1日曜日の午後
渋みと甘みがバランスよくとけあった声を聴かせるスガシカオ。リズム隊も同様に激しくもしなやかな面持ちを保ちながら、ダンサブルなグルーヴを創り上げている。自然に染み込んでくる爽快な躍動感が堪らなく気持ちいい。
2ストーリー
恋人との歩みはいくつもの壁や違和感の連続だ。それを乗り越えるため、心に刻まれたお互いの「願い」を信じ、まだ見ぬ明日へと歩んでいく。これでもかと「愛」の力強さと希望に満ちた心境を描いた、物語性あふれるナンバー。
3愛について
数多くのバラードを歌うスガシカオが、ストレートに愛を語るナンバー。
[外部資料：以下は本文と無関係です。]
//! Identifiers and timestamps shared by the domain models.
//!
//! Catalog and order identifiers are 12-byte object ids, rendered as
//! 24 hexadecimal characters on the wire. User identifiers are opaque
//! strings handed over by the identity collaborator.

use chrono::{DateTime, Utc};
use mongodb::bson::oid::ObjectId;

use super::DomainError;

/// Length of the hexadecimal rendering of an object id.
pub const OBJECT_ID_HEX_LENGTH: usize = 24;

/// Parses a 24-character hexadecimal string into an [`ObjectId`].
///
/// Upper- and lower-case digits are both accepted.
///
/// # Errors
///
/// Returns `DomainError::InvalidIdentifier` if the input is not exactly
/// 24 hexadecimal characters.
pub fn parse_object_id(kind: &'static str, value: &str) -> Result<ObjectId, DomainError> {
    let well_formed = value.len() == OBJECT_ID_HEX_LENGTH
        && value.chars().all(|character| character.is_ascii_hexdigit());

    if !well_formed {
        return Err(DomainError::InvalidIdentifier {
            kind,
            value: value.to_string(),
        });
    }

    ObjectId::parse_str(value).map_err(|_| DomainError::InvalidIdentifier {
        kind,
        value: value.to_string(),
    })
}

// =============================================================================
// ProductId
// =============================================================================

/// Unique identifier for a catalog product.
#[derive(Debug, Clone, Copy, PartialEq, Eq, PartialOrd, Ord, Hash)]
pub struct ProductId(ObjectId);

impl ProductId {
    /// Wraps an existing object id.
    #[must_use]
    pub const fn from_object_id(object_id: ObjectId) -> Self {
        Self(object_id)
    }

    /// Returns the inner object id.
    #[must_use]
    pub const fn as_object_id(&self) -> &ObjectId {
        &self.0
    }

    /// Generates a fresh identifier.
    ///
    /// **Note**: This is an impure function (clock + process counter).
    #[must_use]
    pub fn generate() -> Self {
        Self(ObjectId::new())
    }

    /// Parses a product identifier from its hexadecimal form.
    ///
    /// # Errors
    ///
    /// Returns `DomainError::InvalidIdentifier` for malformed input.
    pub fn parse(value: &str) -> Result<Self, DomainError> {
        parse_object_id("product", value).map(Self)
    }
}

impl std::fmt::Display for ProductId {
    fn fmt(&self, formatter: &mut std::fmt::Formatter<'_>) -> std::fmt::Result {
        write!(formatter, "{}", self.0.to_hex())
    }
}

// =============================================================================
// OrderId
// =============================================================================

/// Unique identifier for a placed order.
#[derive(Debug, Clone, Copy, PartialEq, Eq, PartialOrd, Ord, Hash)]
pub struct OrderId(ObjectId);

impl OrderId {
    /// Wraps an existing object id.
    #[must_use]
    pub const fn from_object_id(object_id: ObjectId) -> Self {
        Self(object_id)
    }

    /// Returns the inner object id.
    #[must_use]
    pub const fn as_object_id(&self) -> &ObjectId {
        &self.0
    }

    /// Generates a fresh identifier.
    #[must_use]
    pub fn generate() -> Self {
        Self(ObjectId::new())
    }

    /// Parses an order identifier from its hexadecimal form.
    ///
    /// # Errors
    ///
    /// Returns `DomainError::InvalidIdentifier` for malformed input.
    pub fn parse(value: &str) -> Result<Self, DomainError> {
        parse_object_id("order", value).map(Self)
    }
}

impl std::fmt::Display for OrderId {
    fn fmt(&self, formatter: &mut std::fmt::Formatter<'_>) -> std::fmt::Result {
        write!(formatter, "{}", self.0.to_hex())
    }
}

// =============================================================================
// UserId
// =============================================================================

/// Identity of a caller, as established by the identity collaborator.
#[derive(Debug, Clone, PartialEq, Eq, PartialOrd, Ord, Hash)]
pub struct UserId(String);

impl UserId {
    /// Creates a user id from any string-like value.
    #[must_use]
    pub fn new(value: impl Into<String>) -> Self {
        Self(value.into())
    }

    /// Returns the id as a string slice.
    #[must_use]
    pub fn as_str(&self) -> &str {
        &self.0
    }
}

impl std::fmt::Display for UserId {
    fn fmt(&self, formatter: &mut std::fmt::Formatter<'_>) -> std::fmt::Result {
        write!(formatter, "{}", self.0)
    }
}

// =============================================================================
// Timestamp
// =============================================================================

/// A timestamp wrapper for `DateTime<Utc>`.
#[derive(Debug, Clone, Copy, PartialEq, Eq, PartialOrd, Ord, Hash)]
pub struct Timestamp(DateTime<Utc>);

impl Timestamp {
    /// Creates a `Timestamp` from a `DateTime<Utc>`.
    #[must_use]
    pub const fn from_datetime(datetime: DateTime<Utc>) -> Self {
        Self(datetime)
    }

    /// Returns the inner `DateTime<Utc>`.
    #[must_use]
    pub const fn as_datetime(&self) -> &DateTime<Utc> {
        &self.0
    }

    /// Returns the current time.
    ///
    /// **Note**: This is an impure function (side effect: system clock).
    #[must_use]
    pub fn now() -> Self {
        Self(Utc::now())
    }

    /// Milliseconds since the Unix epoch.
    #[must_use]
    pub fn timestamp_millis(&self) -> i64 {
        self.0.timestamp_millis()
    }

    /// Rebuilds a timestamp from milliseconds since the Unix epoch.
    ///
    /// Returns `None` when the value is out of range.
    #[must_use]
    pub fn from_timestamp_millis(millis: i64) -> Option<Self> {
        DateTime::from_timestamp_millis(millis).map(Self)
    }

    /// RFC 3339 rendering with millisecond precision, as used on the wire.
    #[must_use]
    pub fn to_rfc3339(&self) -> String {
        self.0.to_rfc3339_opts(chrono::SecondsFormat::Millis, true)
    }
}

impl std::fmt::Display for Timestamp {
    fn fmt(&self, formatter: &mut std::fmt::Formatter<'_>) -> std::fmt::Result {
        write!(formatter, "{}", self.to_rfc3339())
    }
}

#[cfg(test)]
mod tests {
    use super::*;
    use rstest::rstest;

    #[rstest]
    #[case("64b7f0c2a1b2c3d4e5f60718")]
    #[case("64B7F0C2A1B2C3D4E5F60718")]
    #[case("000000000000000000000000")]
    fn parse_accepts_24_hex_characters(#[case] input: &str) {
        let product_id = ProductId::parse(input).unwrap();
        assert_eq!(product_id.to_string(), input.to_lowercase());
    }

    #[rstest]
    #[case("")]
    #[case("abc")]
    #[case("64b7f0c2a1b2c3d4e5f6071")]
    #[case("64b7f0c2a1b2c3d4e5f607189")]
    #[case("64b7f0c2a1b2c3d4e5f6071z")]
    #[case(" 4b7f0c2a1b2c3d4e5f60718")]
    fn parse_rejects_malformed_identifiers(#[case] input: &str) {
        let result = ProductId::parse(input);
        assert!(matches!(
            result,
            Err(DomainError::InvalidIdentifier { kind: "product", .. })
        ));
    }

    #[rstest]
    fn order_id_round_trips_through_display() {
        let order_id = OrderId::generate();
        let parsed = OrderId::parse(&order_id.to_string()).unwrap();
        assert_eq!(parsed, order_id);
    }

    #[rstest]
    fn generated_ids_are_distinct() {
        assert_ne!(ProductId::generate(), ProductId::generate());
    }

    #[rstest]
    fn timestamp_millis_round_trip() {
        let timestamp = Timestamp::from_timestamp_millis(1_700_000_000_123).unwrap();
        assert_eq!(timestamp.timestamp_millis(), 1_700_000_000_123);
        assert_eq!(timestamp.to_rfc3339(), "2023-11-14T22:13:20.123Z");
    }
}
「おびえることは何もない」と深い包容力ある声で伝え、聴き手を優しく抱きしめる。日差しのように温かい穏やかなメロディも心地良い。
4ひとりごと
緩やかで心地よいリズムの中に、煌びやかなピアノの音色。切なくも美しいメロディに乗せて、君へ見せる虚勢とその場しのぎのいいかげんな行動に後悔するものの、何ひとつ正せない己に落胆する心情を吐き出している。
5たいくつ/ゆううつ
濃厚なギター・サウンドがうねるイントロから、重みがあるドラムにベースと、耳に絡みつくようなサウンドが「ゆううつ」な世界を表わしている。「飛べるでしょうか」と歌うサビでは、もがきながらもその世界から脱出する姿が見えてくる。
6リンゴ・ジュース
性急なリズムに乗る緩やかで繊細なギター・サウンドのイントロが印象的。サビにかけて大胆に導入されるトランペットやトロンボーンが、アダルトな世界観を感じさせるサウンドを演出。渋みがかったスガシカオの歌声とも絶妙に絡み合っている。
7Happy Birthday
どこか遠くの街にいるあの人を想い、繊細で流麗なアコースティックなメロディに乗せて歌われるナンバー。全体を冷気が包み込んでいるような感触が伝わるサウンドは、目の前に居ない寂しさ、孤独さを描写している。
8このところ ちょっと
「しばらくごぶさたしていますが いかがお過ごしでしょうか」という冒頭から、手紙をリズミカルに読み上げていくユニークな曲。音信不通状態による不安を、手紙へと託す内容が非常にコミカルに描かれている。
9バクダン・ジュース (生タイプ)
生楽器にエレクトロ・サウンドを絡めた多彩なメロディに乗せ、人間関係、仕事、日々の生活とあらゆる事象で経験する不都合を「バクダン・ジュース」で溶かしてしまえ、と歌うナンバー。それを、スガシカオが歌うと、誰もが欲しがるジュースに思えてくるから不思議。
10お別れにむけて
別れても、記憶に存在する愛しい人との思い出。過去を振り返ると思い出される謝罪と後悔の念を、ゆったりと流れるメロディに重ねていく。そのメロディが夕焼けのように染み込み、涙腺を刺激していく。